How many lines in these records include the string "return"? Reply with that number alone.

▶ _SOURCE DATA_:
--------
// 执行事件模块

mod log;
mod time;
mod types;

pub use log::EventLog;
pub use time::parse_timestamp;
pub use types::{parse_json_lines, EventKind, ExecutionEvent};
--------
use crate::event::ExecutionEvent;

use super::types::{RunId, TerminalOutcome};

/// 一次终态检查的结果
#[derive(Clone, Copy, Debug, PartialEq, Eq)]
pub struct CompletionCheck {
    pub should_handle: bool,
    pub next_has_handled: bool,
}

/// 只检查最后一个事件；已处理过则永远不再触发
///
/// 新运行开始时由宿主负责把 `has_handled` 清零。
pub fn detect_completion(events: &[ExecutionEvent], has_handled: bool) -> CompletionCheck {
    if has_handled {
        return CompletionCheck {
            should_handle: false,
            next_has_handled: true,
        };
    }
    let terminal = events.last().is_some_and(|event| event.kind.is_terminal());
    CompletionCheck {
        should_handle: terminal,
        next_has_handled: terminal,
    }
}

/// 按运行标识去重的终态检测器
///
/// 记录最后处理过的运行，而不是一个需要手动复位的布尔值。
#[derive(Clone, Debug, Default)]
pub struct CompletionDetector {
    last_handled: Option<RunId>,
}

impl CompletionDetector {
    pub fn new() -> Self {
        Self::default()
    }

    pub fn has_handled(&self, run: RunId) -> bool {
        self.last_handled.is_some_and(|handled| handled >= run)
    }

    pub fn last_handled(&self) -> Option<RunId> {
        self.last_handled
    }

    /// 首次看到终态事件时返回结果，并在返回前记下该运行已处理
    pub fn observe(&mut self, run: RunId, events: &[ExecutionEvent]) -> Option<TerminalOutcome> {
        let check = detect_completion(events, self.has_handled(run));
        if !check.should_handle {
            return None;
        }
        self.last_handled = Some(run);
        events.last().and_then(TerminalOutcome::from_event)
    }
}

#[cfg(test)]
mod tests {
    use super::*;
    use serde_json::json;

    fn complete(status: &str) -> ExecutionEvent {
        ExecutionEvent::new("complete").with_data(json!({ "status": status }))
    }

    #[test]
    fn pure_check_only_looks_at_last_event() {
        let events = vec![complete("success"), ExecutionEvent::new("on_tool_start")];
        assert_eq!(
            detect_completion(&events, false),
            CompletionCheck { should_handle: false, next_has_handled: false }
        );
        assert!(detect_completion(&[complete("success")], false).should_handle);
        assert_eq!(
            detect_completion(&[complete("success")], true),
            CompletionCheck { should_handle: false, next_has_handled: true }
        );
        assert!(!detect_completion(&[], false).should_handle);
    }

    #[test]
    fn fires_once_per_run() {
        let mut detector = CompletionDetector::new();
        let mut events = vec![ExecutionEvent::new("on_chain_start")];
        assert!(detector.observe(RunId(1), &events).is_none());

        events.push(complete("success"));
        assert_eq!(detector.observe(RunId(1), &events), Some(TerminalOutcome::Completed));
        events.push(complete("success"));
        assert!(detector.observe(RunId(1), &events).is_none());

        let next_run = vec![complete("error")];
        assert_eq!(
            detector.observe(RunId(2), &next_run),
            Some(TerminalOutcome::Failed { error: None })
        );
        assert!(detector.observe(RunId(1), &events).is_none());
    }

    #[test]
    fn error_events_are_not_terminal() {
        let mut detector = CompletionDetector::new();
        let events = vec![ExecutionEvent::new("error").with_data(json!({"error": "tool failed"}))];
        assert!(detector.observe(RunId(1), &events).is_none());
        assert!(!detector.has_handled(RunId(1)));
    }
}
--------
▶ _YOUR RESPONSE_: 2